New director brings new arsenal of best practices and SOPs to drive efficiency
Hemet, Calif.—About seven months after becoming director at Gosch Toyota Collision Center, Rudy Romero points to a transition to the Axalta Coating Systems’ Spies Hecker paint line at the company’s three body shops as among the biggest changes he’s made.
“That was a major undertaking, not only for us on the shop side, but also by our new business partners, FinishMaster and Axalta,” Romero said. “It was an all-hands-on-deck thing. The Axalta paint applies quickly, has better coverage and cures quicker. Of course, we had a few bumps in the road, but now that we’re there, we’ve increased our gross profit percentage on our paint materials by about 15 percent, and reduced our cycle time by about three days. That ultimately has increased our customer satisfaction scores by a few points, which is what we’re all about.”
Barcoded inventory system
Other changes have also have contributed to those improved statistics. All shop supplies, for example, are now barcoded using a ClipLizzard inventory system to which only two employees have access.
“We scan everything out to each technician, down to individual tack rags and razor blades,” he said. “At the end of each day, the system knows what needs to be reordered to keep us stocked, rather than having a jobber decide what he wants on the shelves.”
The system allows the shop to track usage by employee and produces invoices for products used for any given job and can be billed similarly to how parts are.
“This is a key to increasing your gross profit or reducing your loss,” Romero said, inside the supplies storage room. “This is a lot of money in here. When fully stocked each morning, there’s probably about $18,000 worth of supplies.”
The shop has also been moving toward more of the Toyota lean-processing systems Romero helped develop and implement at dealership shops he ran earlier in his career. He has had 3M hold lean principle classes, as well as help prepare SOPs for the 3M products the shops uses. Romero is currently focused on improving parts accuracy.
“DJS Fabrications makes all of our parts carts, and we’re increasing our purchases from them so we can introduce mirror-matching of the parts prior to production,” he said.
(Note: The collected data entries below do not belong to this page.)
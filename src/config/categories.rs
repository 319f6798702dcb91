//! Built-in category seed set.
//!
//! These are written on first start (or whenever the category table loads empty) and
//! are kept by a full reset. Ids are fixed so that exports from different installs agree.

use crate::entities::CategoryModel;
use crate::entities::transaction::TransactionType;

struct Seed {
    id: &'static str,
    name: &'static str,
    icon: &'static str,
    color: &'static str,
}

const EXPENSE: &[Seed] = &[
    Seed { id: "food", name: "Food & Dining", icon: "🍽️", color: "#FF6B6B" },
    Seed { id: "transport", name: "Transport", icon: "🚗", color: "#4ECDC4" },
    Seed { id: "shopping", name: "Shopping", icon: "🛍️", color: "#45B7D1" },
    Seed { id: "entertainment", name: "Entertainment", icon: "🎬", color: "#FFA726" },
    Seed { id: "health", name: "Health", icon: "⚕️", color: "#66BB6A" },
    Seed { id: "education", name: "Education", icon: "📚", color: "#AB47BC" },
    Seed { id: "utilities", name: "Utilities", icon: "⚡", color: "#FFCA28" },
    Seed { id: "other", name: "Other", icon: "📦", color: "#78909C" },
];

const INCOME: &[Seed] = &[
    Seed { id: "salary", name: "Salary", icon: "💼", color: "#4CAF50" },
    Seed { id: "bonus", name: "Bonus", icon: "🎁", color: "#8BC34A" },
    Seed { id: "investment", name: "Investment", icon: "📈", color: "#2196F3" },
    Seed { id: "freelance", name: "Freelance", icon: "💻", color: "#FF9800" },
    Seed { id: "other-income", name: "Other Income", icon: "💰", color: "#9C27B0" },
];

fn build(
    seeds: &[Seed],
    category_type: TransactionType,
) -> impl Iterator<Item = CategoryModel> + '_ {
    seeds.iter().map(move |s| CategoryModel {
        id: s.id.to_string(),
        name: s.name.to_string(),
        icon: s.icon.to_string(),
        color: s.color.to_string(),
        category_type,
        budget: None,
        is_default: true,
    })
}

/// The default expense categories followed by the default income categories.
#[must_use]
pub fn default_categories() -> Vec<CategoryModel> {
    build(EXPENSE, TransactionType::Expense)
        .chain(build(INCOME, TransactionType::Income))
        .collect()
}
//! Unified error types for the ledger.
//!
//! Storage failures are split by phase (init, read, write) so callers can decide
//! whether to retry, fall back, or give up. Expected control-flow outcomes such as
//! a category that is still in use are not errors; see
//! [`CategoryDeletion`](crate::cache::CategoryDeletion).

use thiserror::Error;

/// The kind of write a [`Error::StorageWrite`] was attempting.
#[derive(Clone, Copy, Debug, PartialEq, Eq)]
pub enum WriteOp {
    /// Insert or replace
    Save,
    /// Partial update
    Update,
    /// Single-record delete
    Delete,
    /// Bulk delete
    Clear,
}

impl WriteOp {
    /// Verb used in messages.
    #[must_use]
    pub const fn as_str(self) -> &'static str {
        match self {
            Self::Save => "save",
            Self::Update => "update",
            Self::Delete => "delete",
            Self::Clear => "clear",
        }
    }
}

impl std::fmt::Display for WriteOp {
    fn fmt(&self, f: &mut std::fmt::Formatter<'_>) -> std::fmt::Result {
        f.write_str(self.as_str())
    }
}

/// Errors produced by the store, the coordinator and the configuration layer.
#[derive(Debug, Error)]
pub enum Error {
    /// The storage medium could not be opened or the schema could not be created.
    /// Fatal: the application cannot proceed.
    #[error("Storage initialization failed: {message}")]
    StorageInit {
        /// Underlying cause
        message: String,
    },

    /// Reading a collection or a record failed.
    #[error("Failed to read {entity}: {message}")]
    StorageRead {
        /// Entity kind being read (e.g. `"transaction"`)
        entity: &'static str,
        /// Underlying cause
        message: String,
    },

    /// Writing a record failed. Nothing may be assumed about partial success.
    #[error("Failed to {op} {entity} {id}: {message}")]
    StorageWrite {
        /// Kind of write that failed
        op: WriteOp,
        /// Entity kind being written
        entity: &'static str,
        /// Identifier of the record being written (empty for bulk statements)
        id: String,
        /// Underlying cause
        message: String,
    },

    /// An import document could not be parsed as a snapshot.
    #[error("Import document has an unexpected format: {message}")]
    ImportFormat {
        /// Parser message
        message: String,
    },

    /// An operation was issued before [`Store::initialize`](crate::core::store::Store::initialize).
    #[error("Storage has not been initialized")]
    NotReady,

    /// The targeted record does not exist.
    #[error("{entity} not found: {id}")]
    NotFound {
        /// Entity kind
        entity: &'static str,
        /// Requested identifier
        id: String,
    },

    /// A transaction's type does not match the type of its category.
    #[error("Category {category_id} is for {expected} entries, not {actual}")]
    CategoryTypeMismatch {
        /// Category identifier
        category_id: String,
        /// Type served by the category
        expected: String,
        /// Type that was requested
        actual: String,
    },

    /// Amounts must be finite and strictly positive.
    #[error("Invalid amount: {amount}")]
    InvalidAmount {
        /// The rejected amount
        amount: f64,
    },

    /// Any other rejected input.
    #[error("Validation error: {message}")]
    Validation {
        /// What was wrong
        message: String,
    },

    /// Configuration could not be read or parsed.
    #[error("Configuration error: {message}")]
    Config {
        /// What was wrong
        message: String,
    },

    /// File system error outside the database.
    #[error("I/O error: {0}")]
    Io(#[from] std::io::Error),

    /// Raw database error that was not attributed to a specific operation.
    #[error("Database error: {0}")]
    Database(#[from] sea_orm::DbErr),
}

impl Error {
    /// Builds a [`Error::StorageRead`] from a database error.
    pub fn read(entity: &'static str, err: impl std::fmt::Display) -> Self {
        Self::StorageRead {
            entity,
            message: err.to_string(),
        }
    }

    /// Builds a [`Error::StorageWrite`] from a database error.
    pub fn write(
        op: WriteOp,
        entity: &'static str,
        id: impl Into<String>,
        err: impl std::fmt::Display,
    ) -> Self {
        Self::StorageWrite {
            op,
            entity,
            id: id.into(),
            message: err.to_string(),
        }
    }

    /// Builds a [`Error::NotFound`].
    pub fn not_found(entity: &'static str, id: impl Into<String>) -> Self {
        Self::NotFound {
            entity,
            id: id.into(),
        }
    }

    /// Builds a [`Error::Validation`].
    pub fn validation(message: impl Into<String>) -> Self {
        Self::Validation {
            message: message.into(),
        }
    }

    /// Whether the caller may reasonably retry or fall back instead of aborting.
    #[must_use]
    pub const fn is_recoverable(&self) -> bool {
        !matches!(self, Self::StorageInit { .. } | Self::NotReady)
    }

    /// Short message naming the failed operation in user terms, without internal detail.
    #[must_use]
    pub fn user_message(&self) -> String {
        match self {
            Self::StorageInit { .. } | Self::NotReady => "Cannot open the ledger".to_string(),
            Self::StorageRead { entity, .. } => format!("Cannot load {entity} records"),
            Self::StorageWrite {
                op: WriteOp::Clear,
                entity,
                ..
            } => format!("Cannot clear {entity} records"),
            Self::StorageWrite { op, entity, .. } => format!("Cannot {op} {entity}"),
            Self::ImportFormat { .. } => {
                "Cannot import data, please check the file format".to_string()
            }
            Self::NotFound { entity, .. } => format!("The {entity} no longer exists"),
            Self::CategoryTypeMismatch { .. } => {
                "The selected category does not match the entry type".to_string()
            }
            Self::InvalidAmount { .. } => "Please enter an amount greater than zero".to_string(),
            Self::Validation { message } => message.clone(),
            Self::Config { .. } => "Cannot read the configuration".to_string(),
            Self::Io(_) => "Cannot access the file".to_string(),
            Self::Database(_) => "Cannot access the ledger".to_string(),
        }
    }
}

/// Convenience `Result` type
pub type Result<T> = std::result::Result<T, Error>;
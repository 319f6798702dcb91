//! Core ledger logic, independent of any front end.

/// Amount display helpers
pub mod format;
/// Identifier generation
pub mod ids;
/// Whole-ledger export and import
pub mod snapshot;
/// Pure aggregation over transaction lists
pub mod stats;
/// Persistence store over `SeaORM`
pub mod store;

pub use snapshot::{ImportFailure, ImportReport, Snapshot};
pub use stats::{DateRange, StatsPeriod, TransactionStats};
pub use store::Store;
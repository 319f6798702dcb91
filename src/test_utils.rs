//! Shared test utilities.
//!
//! Helpers for setting up in-memory stores and coordinators, plus record builders with
//! sensible defaults.

use crate::cache::AppState;
use crate::core::ids::{TRANSACTION_PREFIX, generate_id_at};
use crate::core::store::Store;
use crate::entities::category::NewCategory;
use crate::entities::transaction::{NewTransaction, TransactionType};
use crate::entities::{CategoryModel, TransactionModel};
use crate::errors::Result;
use chrono::{DateTime, Utc};
use tracing_subscriber::EnvFilter;

/// Installs a test-writer subscriber once per process. Honors `RUST_LOG`.
pub fn init_test_tracing() {
    let _ = tracing_subscriber::fmt()
        .with_env_filter(
            EnvFilter::try_from_default_env().unwrap_or_else(|_| EnvFilter::new("debug")),
        )
        .with_test_writer()
        .try_init();
}

/// Creates an in-memory `SQLite` store with all tables initialized.
/// This is the standard setup for store tests.
pub async fn setup_test_store() -> Result<Store> {
    init_test_tracing();
    let db = sea_orm::Database::connect("sqlite::memory:").await?;
    let store = Store::new(db);
    store.initialize().await?;
    Ok(store)
}

/// Creates a coordinator over a fresh in-memory store, already initialized, so the
/// default categories are loaded.
pub async fn setup_test_state() -> Result<AppState> {
    init_test_tracing();
    let db = sea_orm::Database::connect("sqlite::memory:").await?;
    let state = AppState::new(Store::new(db));
    state.initialize().await?;
    Ok(state)
}

/// Builds a stored-shape transaction dated `date`, with `created_at`/`updated_at`
/// equal to `date` and the description `"Test transaction"`.
#[must_use]
pub fn transaction(
    transaction_type: TransactionType,
    amount: f64,
    category_id: &str,
    date: DateTime<Utc>,
) -> TransactionModel {
    NewTransaction::new(
        transaction_type,
        amount,
        "Test transaction",
        category_id,
        date,
    )
    .into_model(generate_id_at(TRANSACTION_PREFIX, date), date)
}

/// Builds a non-default category whose name is `id` capitalized.
#[must_use]
pub fn category(id: &str, category_type: TransactionType) -> CategoryModel {
    let mut chars = id.chars();
    let name: String = chars
        .next()
        .map(|first| first.to_uppercase().chain(chars).collect())
        .unwrap_or_default();
    NewCategory::new(name, "🏷️", "#607D8B", category_type).into_model(id.to_string())
}

/// A new-transaction input with defaults, for coordinator tests.
#[must_use]
pub fn new_transaction(
    transaction_type: TransactionType,
    amount: f64,
    category_id: &str,
) -> NewTransaction {
    NewTransaction::new(
        transaction_type,
        amount,
        "Test transaction",
        category_id,
        Utc::now(),
    )
}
He’s also hired a mid-level technician who will be trained to specialize in plastic bumper repair.
“We’ll basically be opening a bumper shop within our facility. Most collisions involve a bumper, front or rear. If I can take those bumpers off the other techs and give them to a specialty technician to repair and get them into paint, the other guys can focus on the meat and potatoes. I think we’ll see an increase in quality with another reduction in cycle time.”
The 15,000-square-foot Gold Class facility has 13 employees and does about $400,000 in monthly sales, thanks in part to three primary DRPs. Its equipment list includes a Chief EZ Liner S21 frame rack, a Pro Spot i5 welder, a Garmat paint booth and dual Global Finishing Solutions Ultra XD prep stations.
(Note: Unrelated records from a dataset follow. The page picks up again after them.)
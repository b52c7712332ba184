//! Reward function over campaign outcomes.

use serde::{Deserialize, Serialize};

// Per-event weights; negative events are penalties.
pub const REWARD_OPEN: f64 = 1.0;
pub const REWARD_CLICK: f64 = 3.0;
pub const REWARD_REPLY: f64 = 10.0;
pub const REWARD_POSITIVE_REPLY: f64 = 20.0;
pub const REWARD_MEETING_BOOKED: f64 = 50.0;
pub const REWARD_DEAL_CLOSED: f64 = 100.0;
pub const REWARD_UNSUBSCRIBE: f64 = -10.0;
pub const REWARD_SPAM_REPORT: f64 = -50.0;
pub const REWARD_BOUNCE: f64 = -5.0;

/// Observed engagement for one campaign touch. Missing fields deserialize as 0.
#[derive(Debug, Clone, Copy, Default, PartialEq, Eq, Serialize, Deserialize)]
#[serde(default)]
pub struct CampaignOutcome {
    pub opens: u32,
    pub clicks: u32,
    pub replies: u32,
    pub positive_replies: u32,
    pub meetings_booked: u32,
    pub deals_closed: u32,
    pub unsubscribes: u32,
    pub spam_reports: u32,
    pub bounces: u32,
}

/// Weighted sum of event counts
pub fn calculate_reward(outcome: &CampaignOutcome) -> f64 {
    [
        (outcome.opens, REWARD_OPEN),
        (outcome.clicks, REWARD_CLICK),
        (outcome.replies, REWARD_REPLY),
        (outcome.positive_replies, REWARD_POSITIVE_REPLY),
        (outcome.meetings_booked, REWARD_MEETING_BOOKED),
        (outcome.deals_closed, REWARD_DEAL_CLOSED),
        (outcome.unsubscribes, REWARD_UNSUBSCRIBE),
        (outcome.spam_reports, REWARD_SPAM_REPORT),
        (outcome.bounces, REWARD_BOUNCE),
    ]
    .iter()
    .map(|(count, weight)| f64::from(*count) * weight)
    .sum()
}

#[cfg(test)]
mod tests {
    use super::*;

    #[test]
    fn test_reward_weights() {
        let outcome = CampaignOutcome {
            opens: 3,
            clicks: 1,
            replies: 1,
            positive_replies: 1,
            meetings_booked: 1,
            ..Default::default()
        };
        assert_eq!(calculate_reward(&outcome), 3.0 + 3.0 + 10.0 + 20.0 + 50.0);

        let bad = CampaignOutcome {
            bounces: 2,
            spam_reports: 1,
            unsubscribes: 1,
            ..Default::default()
        };
        assert_eq!(calculate_reward(&bad), -10.0 - 50.0 - 10.0);
        assert_eq!(calculate_reward(&CampaignOutcome::default()), 0.0);
    }

    #[test]
    fn test_reward_is_bit_identical_across_calls() {
        let outcome = CampaignOutcome {
            opens: 17,
            clicks: 4,
            deals_closed: 1,
            bounces: 3,
            ..Default::default()
        };
        assert_eq!(
            calculate_reward(&outcome).to_bits(),
            calculate_reward(&outcome).to_bits()
        );
    }

    #[test]
    fn test_reward_handles_extreme_counts() {
        let outcome = CampaignOutcome {
            spam_reports: u32::MAX,
            deals_closed: u32::MAX,
            ..Default::default()
        };
        assert!(calculate_reward(&outcome).is_finite());
    }

    #[test]
    fn test_missing_fields_default_to_zero() {
        let outcome: CampaignOutcome = serde_json::from_str(r#"{"replies": 2}"#).unwrap();
        assert_eq!(outcome.replies, 2);
        assert_eq!(outcome.opens, 0);
        assert_eq!(calculate_reward(&outcome), 20.0);
    }
}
Keeping customers for life
Romero said unlike at some dealerships, the Gosch company owners understand that offering collision repair is part of being a full-service dealership, and recognize that a bad repair experience elsewhere can influence when and where that customer buys their next vehicle.
“The dealers without a collision center don’t understand the value it has to their own customers,” he said. “The Goschs want collision centers so the vehicle is repaired properly in a timely manner, using OEM procedures. If that customer still decides they don’t want the vehicle, they’re still going to trade it in here and we’re going to give them a fair value for it because we know we repaired it properly. We keep that customer for life. That’s the goal.”
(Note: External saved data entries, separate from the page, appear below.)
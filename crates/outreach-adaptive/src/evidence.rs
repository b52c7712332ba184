//! Evidence collectors over the control plane's own components.
//!
//! Each collector is a read-only view suitable for an assurance case.

use std::sync::Arc;

use outreach_shared::degradation::DegradationController;
use outreach_shared::resilience::CircuitBreakerRegistry;

use crate::assurance::{EvidenceCollector, EvidenceError};
use crate::drift::DriftDetector;

/// Current degradation level as 0.0–4.0
pub fn degradation_level(controller: Arc<DegradationController>) -> EvidenceCollector {
    EvidenceCollector::infallible(move || f64::from(controller.current_level().as_u8()))
}

/// Number of breakers currently open or half-open
pub fn unhealthy_breakers(registry: Arc<CircuitBreakerRegistry>) -> EvidenceCollector {
    EvidenceCollector::infallible(move || registry.unhealthy_count() as f64)
}

/// Failure rate of one dependency's breaker; 0.0 before its first call
pub fn breaker_failure_rate(
    registry: Arc<CircuitBreakerRegistry>,
    dependency: impl Into<String>,
) -> EvidenceCollector {
    let dependency = dependency.into();
    EvidenceCollector::infallible(move || {
        registry
            .get(&dependency)
            .map_or(0.0, |breaker| breaker.metrics().failure_rate)
    })
}

/// PSI of the latest drift check for `feature`
pub fn latest_psi(detector: Arc<DriftDetector>, feature: impl Into<String>) -> EvidenceCollector {
    let feature = feature.into();
    EvidenceCollector::new(move || {
        detector
            .latest_report(&feature)
            .map(|report| report.psi)
            .ok_or_else(|| EvidenceError::new(format!("no drift check recorded for '{feature}'")))
    })
}

/// Sample mean of the latest drift check for `feature`
pub fn latest_mean(detector: Arc<DriftDetector>, feature: impl Into<String>) -> EvidenceCollector {
    let feature = feature.into();
    EvidenceCollector::new(move || {
        detector
            .latest_report(&feature)
            .map(|report| report.current_mean)
            .ok_or_else(|| EvidenceError::new(format!("no drift check recorded for '{feature}'")))
    })
}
Romero said the network of shops that have earned a particular OEM certification can offer other certified shops a key resource for ideas and help when needed.
“We really don’t have competitors. We have a bunch of knowledge that’s shared fluidly across the whole nation,” he said of Toyota certified shops, for example. “It’s incredible. We can put out an email to 200-plus shops and get an answer in a heartbeat. Or a couple of hundred answers within a few hours.”
He’s also learned throughout his 26-year career that great leaders recognize that employees don’t work for managers — managers work for their employees.
“The smartest thing we can do is hire the right people, educate them, give them the tools they need, and get the heck out of their way,” he said. “I make the employees happy, and they make the customers happy.”